Deux bandes dessinées publiées ce mois-ci – Babouchka et Dedouchka, survivre et s’amuser au pays des Soviets de Emma Siniavski et Em Silencio de Adeline Casier – évoquent la mémoire de deux grands pères exemplaires. L’un est un émigré russe, l’autre un émigré portugais. Si différents et… si ressemblants.

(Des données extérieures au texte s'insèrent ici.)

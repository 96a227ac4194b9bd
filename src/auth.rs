//! Authorization boundary.
//!
//! The engine consults an [`AuthorizationGate`] before every operation and
//! maps a denial to 403. Policy evaluation itself lives outside this crate;
//! the default gate allows everything, which is the expected configuration
//! for a local service.

/// Identity of the requesting principal.
#[derive(Debug, Clone, PartialEq, Eq)]
pub struct CallerIdentity {
    pub account_id: String,
}

impl CallerIdentity {
    pub fn new(account_id: impl Into<String>) -> Self {
        CallerIdentity {
            account_id: account_id.into(),
        }
    }
}

#[derive(Debug, Clone, Copy, PartialEq, Eq)]
pub enum Decision {
    Allow,
    Deny,
}

pub trait AuthorizationGate: Send + Sync {
    fn authorize(&self, caller: &CallerIdentity, action: &str, queue_arn: &str) -> Decision;
}

/// Permits every request.
pub struct AllowAll;

impl AuthorizationGate for AllowAll {
    fn authorize(&self, _caller: &CallerIdentity, _action: &str, _queue_arn: &str) -> Decision {
        Decision::Allow
    }
}

/// Denies every request; used in tests to exercise the 403 path.
pub struct DenyAll;

impl AuthorizationGate for DenyAll {
    fn authorize(&self, _caller: &CallerIdentity, _action: &str, _queue_arn: &str) -> Decision {
        Decision::Deny
    }
}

Savoir d’où l’on vient est une tendance forte actuelle de la littérature. «Patronyme », le livre de Vanessa Springora qui enquête sur la vie de son grand père, possiblement ancien nazi, est ainsi en tête des ventes de la rentrée littéraire. La Bd n’est pas en reste et deux albums sortent opportunément ce mois-ci, écrites et dessinées par des autrices qui retranscrivent l’existence mouvementée de deux aïeuls émigrés en France au siècle dernier. Babouchka et Dedouchka, survivre et s’amuser au pays des Soviets de Emma Siniavski (1) et Em Silencio de Adeline Casier (2) disent toutes les deux, les récits de grands pères qui ont en commun une rupture avec leur pays d’origine. L’un, soviétique est un intellectuel, le second portugais, un manuel. Le fossé culturel entre eux deux est immense mais tous deux vivent dans ces années soixante sous un régime dictatorial et cherchent à s’en échapper. Par la pensée et l’écriture pour l’un, par l’exil et le travail à l’étranger pour l’autre. Deux destins si éloignés géographiquement, intellectuellement, mais si proches affectivement.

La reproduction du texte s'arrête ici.